Le général commandant des forces aériennes de l'armée américaine, Henry "Hap" Arnold, a donné son point de vue dans une déclaration publique 11 jours après l'attaque d'Hiroshima. Interrogé le 17 août 1945 par un journaliste du New York Times sur la question de savoir si la bombe atomique avait provoqué la capitulation du Japon, il a déclaré que « la position japonaise était sans espoir avant même la chute de la première bombe atomique, car les Japonais avaient perdu le contrôle de leur propre espace aérien ».

Le Commandant-en-chef interarmées des Zones de l'Océan Pacifique, Chester Nimitz, a déclaré dans une allocution publique au Washington Monument deux mois après les bombardements : « la bombe atomique n'a joué aucun rôle décisif, d'un point de vue purement militaire, dans la défaite du Japon. . », et l'amiral William « Bull » Halsey Jr., commandant de la troisième flotte américaine, a déclaré publiquement en 1946 : « la première bombe atomique était une expérience inutile…. C'était une erreur de l’utiliser…. [Les scientifiques] avaient ce jouet, et ils voulaient l'essayer, alors ils l'ont largué… »

Le général Eisenhower lui-même, futur président des Etats-Unis a écrit dans ses mémoires que lorsqu'il avait été informé par le secrétaire à la Guerre Henry Stimson de la décision d'utiliser des armes atomiques, il lui avait fait part de ses doutes, d'abord sur la base de sa conviction que le Japon était déjà vaincu et que le largage de la bombe était complètement inutile, et ensuite parce qu’il pensait que son pays devrait éviter de choquer l’opinion mondiale en utilisant une arme dont l’emploi n’était plus nécessaire pour sauver des vies américaines. Plus tard, il a déclaré publiquement : "Il n'était pas nécessaire de les frapper avec cette chose horrible."

Même le célèbre faucon, le général Curtis LeMay, chef du vingt et unième Bomber Command, a déclaré un mois après le bombardement, que « la bombe atomique n'avait rien à voir avec la fin de la guerre. »

Du point de vue même de dirigeants contemporains clés de l'armée américaine, le largage de bombes atomiques sur Hiroshima et Nagasaki n'était pas une question de nécessité militaire. Les services de renseignement américains avaient « craqué » les codes japonais, ils savaient que le gouvernement japonais essayait de négocier la reddition avec Moscou.

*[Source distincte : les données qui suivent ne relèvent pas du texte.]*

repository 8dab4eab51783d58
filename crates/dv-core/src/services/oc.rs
//! `PlatformGateway` backed by the `oc` command line client.

use std::collections::BTreeMap;
use std::path::PathBuf;
use std::process::Stdio;
use std::time::Duration;

use async_trait::async_trait;
use chrono::{DateTime, Utc};
use serde_json::{json, Value};
use tokio::io::AsyncWriteExt;
use tokio::process::Command;

use crate::models::platform::{
    BuildConfigInfo, BuildConfigSpec, BuildInfo, BuildPhase, Condition, ConditionStatus,
    DeploymentInfo, DeploymentSpec, ReplicationControllerInfo, ResourceKind, RouteInfo, RouteSpec,
    Selector, SecretSpec, ServiceInfo, ServiceSpec, DEPLOYMENT_VERSION_LABEL,
};
use crate::models::{EnvVar, ProtocolType};

use super::platform::{PlatformError, PlatformGateway, PlatformResult};

const HEALTH_PATH: &str = "/actuator/health";
const HEALTH_PORT: u16 = 8080;

pub struct OcGateway {
    binary: String,
    work_directory: PathBuf,
}

impl OcGateway {
    pub fn new(binary: impl Into<String>, work_directory: PathBuf) -> Self {
        Self {
            binary: binary.into(),
            work_directory,
        }
    }

    async fn run_oc(&self, args: &[&str], input: Option<&[u8]>) -> PlatformResult<String> {
        let mut cmd = Command::new(&self.binary);
        cmd.args(args)
            .stdin(if input.is_some() {
                Stdio::piped()
            } else {
                Stdio::null()
            })
            .stdout(Stdio::piped())
            .stderr(Stdio::piped());

        let mut child = cmd
            .spawn()
            .map_err(|e| PlatformError::Request(format!("failed to run {}: {e}", self.binary)))?;

        if let Some(bytes) = input {
            if let Some(mut stdin) = child.stdin.take() {
                stdin
                    .write_all(bytes)
                    .await
                    .map_err(|e| PlatformError::Request(format!("failed to write stdin: {e}")))?;
            }
        }

        let output = child
            .wait_with_output()
            .await
            .map_err(|e| PlatformError::Request(format!("failed to wait for oc: {e}")))?;

        if !output.status.success() {
            let stderr = String::from_utf8_lossy(&output.stderr);
            return Err(PlatformError::Request(format!(
                "oc {} failed (exit {}): {}",
                args.first().copied().unwrap_or_default(),
                output.status.code().unwrap_or(-1),
                stderr.trim()
            )));
        }
        Ok(String::from_utf8_lossy(&output.stdout).to_string())
    }

    async fn get_object(
        &self,
        namespace: &str,
        kind: ResourceKind,
        name: &str,
    ) -> PlatformResult<Option<Value>> {
        let args = ["get", kind.as_str(), name, "-n", namespace, "-o", "json"];
        match self.run_oc(&args, None).await {
            Ok(out) => Ok(Some(parse_json(&out)?)),
            Err(e) if is_missing(&e) => Ok(None),
            Err(e) => Err(e),
        }
    }

    async fn list_objects(
        &self,
        namespace: &str,
        kind: ResourceKind,
        application: &str,
    ) -> PlatformResult<Vec<Value>> {
        let label = format!("application={application}");
        let args = ["get", kind.as_str(), "-n", namespace, "-l", &label, "-o", "json"];
        let out = self.run_oc(&args, None).await?;
        let list = parse_json(&out)?;
        Ok(list
            .get("items")
            .and_then(Value::as_array)
            .cloned()
            .unwrap_or_default())
    }

    async fn apply(&self, namespace: &str, manifest: &Value) -> PlatformResult<Value> {
        let body = serde_json::to_vec(manifest)
            .map_err(|e| PlatformError::Request(format!("failed to encode manifest: {e}")))?;
        let out = self
            .run_oc(&["apply", "-n", namespace, "-o", "json", "-f", "-"], Some(&body))
            .await?;
        parse_json(&out)
    }
}

fn is_missing(err: &PlatformError) -> bool {
    match err {
        PlatformError::NotFound { .. } => true,
        PlatformError::Request(msg) => msg.contains("NotFound") || msg.contains("not found"),
        _ => false,
    }
}

fn parse_json(out: &str) -> PlatformResult<Value> {
    serde_json::from_str(out).map_err(|e| PlatformError::Response(e.to_string()))
}

fn str_at<'a>(value: &'a Value, path: &[&str]) -> Option<&'a str> {
    path.iter()
        .try_fold(value, |v, key| v.get(*key))
        .and_then(Value::as_str)
}

fn u64_at(value: &Value, path: &[&str]) -> Option<u64> {
    path.iter()
        .try_fold(value, |v, key| v.get(*key))
        .and_then(Value::as_u64)
}

fn map_at(value: &Value, path: &[&str]) -> BTreeMap<String, String> {
    path.iter()
        .try_fold(value, |v, key| v.get(*key))
        .and_then(Value::as_object)
        .map(|obj| {
            obj.iter()
                .filter_map(|(k, v)| v.as_str().map(|s| (k.clone(), s.to_string())))
                .collect()
        })
        .unwrap_or_default()
}

fn time_at(value: &Value, path: &[&str]) -> Option<DateTime<Utc>> {
    str_at(value, path)
        .and_then(|s| DateTime::parse_from_rfc3339(s).ok())
        .map(|t| t.with_timezone(&Utc))
}

fn name_of(value: &Value) -> PlatformResult<String> {
    str_at(value, &["metadata", "name"])
        .map(str::to_string)
        .ok_or_else(|| PlatformError::Response("object has no metadata.name".into()))
}

pub fn parse_build(value: &Value) -> PlatformResult<BuildInfo> {
    Ok(BuildInfo {
        name: name_of(value)?,
        phase: BuildPhase::parse(str_at(value, &["status", "phase"]).unwrap_or("New")),
        message: str_at(value, &["status", "message"]).map(str::to_string),
        log_snippet: str_at(value, &["status", "logSnippet"]).map(str::to_string),
        labels: map_at(value, &["metadata", "labels"]),
        annotations: map_at(value, &["metadata", "annotations"]),
        completion_timestamp: time_at(value, &["status", "completionTimestamp"]),
    })
}

pub fn parse_build_config(value: &Value) -> PlatformResult<BuildConfigInfo> {
    Ok(BuildConfigInfo {
        name: name_of(value)?,
        last_version: u64_at(value, &["status", "lastVersion"]).unwrap_or(0),
    })
}

pub fn parse_deployment(value: &Value) -> PlatformResult<DeploymentInfo> {
    let conditions = value
        .get("status")
        .and_then(|s| s.get("conditions"))
        .and_then(Value::as_array)
        .map(|items| {
            items
                .iter()
                .filter_map(|c| {
                    Some(Condition {
                        kind: str_at(c, &["type"])?.to_string(),
                        status: ConditionStatus::parse(str_at(c, &["status"]).unwrap_or("")),
                        last_transition_time: time_at(c, &["lastTransitionTime"]),
                        message: str_at(c, &["message"]).map(str::to_string),
                    })
                })
                .collect()
        })
        .unwrap_or_default();

    Ok(DeploymentInfo {
        name: name_of(value)?,
        latest_version: u64_at(value, &["status", "latestVersion"]).unwrap_or(0),
        conditions,
    })
}

pub fn parse_replication_controller(value: &Value) -> PlatformResult<ReplicationControllerInfo> {
    Ok(ReplicationControllerInfo {
        name: name_of(value)?,
        annotations: map_at(value, &["metadata", "annotations"]),
        template_labels: map_at(value, &["spec", "template", "metadata", "labels"]),
        replicas: u64_at(value, &["status", "replicas"]).unwrap_or(0) as u32,
    })
}

pub fn parse_service(value: &Value) -> PlatformResult<ServiceInfo> {
    Ok(ServiceInfo {
        name: name_of(value)?,
        cluster_ip: str_at(value, &["spec", "clusterIP"]).map(str::to_string),
    })
}

pub fn parse_route(value: &Value) -> PlatformResult<RouteInfo> {
    let target_port = value
        .get("spec")
        .and_then(|s| s.get("port"))
        .and_then(|p| p.get("targetPort"))
        .and_then(|t| match t {
            Value::String(s) => Some(s.clone()),
            Value::Number(n) => Some(n.to_string()),
            _ => None,
        });
    Ok(RouteInfo {
        name: name_of(value)?,
        host: str_at(value, &["spec", "host"]).map(str::to_string),
        path: str_at(value, &["spec", "path"]).map(str::to_string),
        target_port,
        target: str_at(value, &["spec", "to", "name"])
            .unwrap_or_default()
            .to_string(),
        tls: value
            .get("spec")
            .and_then(|s| s.get("tls"))
            .is_some_and(|t| !t.is_null()),
    })
}

fn env_json(env: &[EnvVar]) -> Value {
    Value::Array(
        env.iter()
            .map(|var| match &var.secret_ref {
                Some(secret) => json!({
                    "name": var.name,
                    "valueFrom": {
                        "secretKeyRef": { "name": secret.name, "key": secret.key, "optional": false }
                    }
                }),
                None => json!({ "name": var.name, "value": var.value.clone().unwrap_or_default() }),
            })
            .collect(),
    )
}

pub fn image_stream_manifest(name: &str) -> Value {
    json!({
        "apiVersion": "image.openshift.io/v1",
        "kind": "ImageStream",
        "metadata": { "name": name, "labels": { "application": name } }
    })
}

pub fn build_config_manifest(namespace: &str, spec: &BuildConfigSpec) -> Value {
    json!({
        "apiVersion": "build.openshift.io/v1",
        "kind": "BuildConfig",
        "metadata": {
            "name": spec.name,
            "labels": {
                "application": spec.application,
                "managed-by": "syndesis",
                DEPLOYMENT_VERSION_LABEL: spec.revision.to_string(),
            }
        },
        "spec": {
            "runPolicy": "SerialLatestOnly",
            "source": { "type": "Binary" },
            "strategy": {
                "type": "Source",
                "sourceStrategy": {
                    "from": {
                        "kind": "ImageStreamTag",
                        "name": spec.builder_image_stream,
                        "namespace": namespace,
                    },
                    "incremental": false,
                    "env": env_json(&spec.env),
                }
            },
            "output": {
                "to": { "kind": "ImageStreamTag", "name": format!("{}:latest", spec.output_image_stream) }
            },
            "nodeSelector": spec.node_selector,
        }
    })
}

pub fn secret_manifest(spec: &SecretSpec) -> Value {
    json!({
        "apiVersion": "v1",
        "kind": "Secret",
        "metadata": { "name": spec.name, "labels": { "application": spec.application } },
        "data": spec.data,
    })
}

fn probe() -> Value {
    json!({
        "httpGet": { "port": HEALTH_PORT, "path": HEALTH_PATH },
        "initialDelaySeconds": 30,
        "timeoutSeconds": 5,
        "periodSeconds": 20,
        "failureThreshold": 5,
        "successThreshold": 1,
    })
}
// Each test binary compiles this module independently and uses a different
// subset of helpers, so unused-function warnings are expected.
#![allow(dead_code)]

use chrono::{DateTime, TimeZone, Utc};

use dv_core::models::{
    BuildStatus, DeploymentState, DeploymentStatus, ProtocolType, RouteStatus, Status,
    VirtualizationStatus,
};

/// Fixed "now" for deterministic snapshots.
pub fn fixed_now() -> DateTime<Utc> {
    Utc.with_ymd_and_hms(2025, 6, 15, 12, 0, 0).unwrap()
}

/// Build a record for `name` last updated `seconds_ago` before [`fixed_now`].
pub fn make_build(name: &str, status: Status, message: &str, seconds_ago: i64) -> BuildStatus {
    let mut build = BuildStatus::new(format!("dv-{name}"), name.to_string(), "test".to_string());
    build.transition(status, message);
    build.last_updated = fixed_now() - chrono::Duration::seconds(seconds_ago);
    build
}

pub fn running_deployment(version: u64) -> DeploymentStatus {
    DeploymentStatus {
        status: DeploymentState::Running,
        deployment_name: Some("dv-orders".into()),
        version: Some(version),
        ..DeploymentStatus::default()
    }
}

pub fn odata_route(name: &str) -> RouteStatus {
    RouteStatus {
        name: format!("dv-{name}-odata"),
        protocol: ProtocolType::Odata,
        host: Some(format!("dv-{name}-odata.apps.example.com")),
        path: Some("/odata".into()),
        port: Some("odata".into()),
        target: format!("dv-{name}"),
        secure: true,
    }
}

pub fn view(build: BuildStatus, deployment: DeploymentStatus) -> VirtualizationStatus {
    VirtualizationStatus::new(build, deployment)
}

pub fn args(line: &str) -> Vec<String> {
    line.split_whitespace().map(String::from).collect()
}
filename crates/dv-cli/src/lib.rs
pub mod args;
pub mod render;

Les historiens ne s’entendent pas tous quant aux raisons pour lesquelles les deux bombes ont été utilisées. Mais on sait que certains des plus proches conseillers de Truman considéraient la bombe comme une arme diplomatique et pas simplement militaire. Le secrétaire d'État James Byrnes, par exemple, pensait que l'utilisation d'armes atomiques aiderait les États-Unis à dominer plus fortement l'après-guerre. Leo Szilard, scientifique du Manhattan Project, qui a rencontré Byrnes le 28 mai 1945, affirme : « Byrnes était préoccupé par le comportement de la Russie d'après-guerre… il pensait que la Russie pourrait être plus gérable si elle était impressionnée par la puissance militaire américaine, et qu'une utilisation effective de la bombe pourrait impressionner la Russie. »

Mais les mythes sont beaucoup plus susceptibles d'être adoptés que les vérités dérangeantes. Il serait pourtant salutaire de commencer à se poser des questions sur les véritable raisons pour lesquelles les Etats-Unis ont largué la bombe atomique sur le Japon, de s’interroger sur ce qui est vrai et ce qui est faux, si l’on veut éviter une réplique.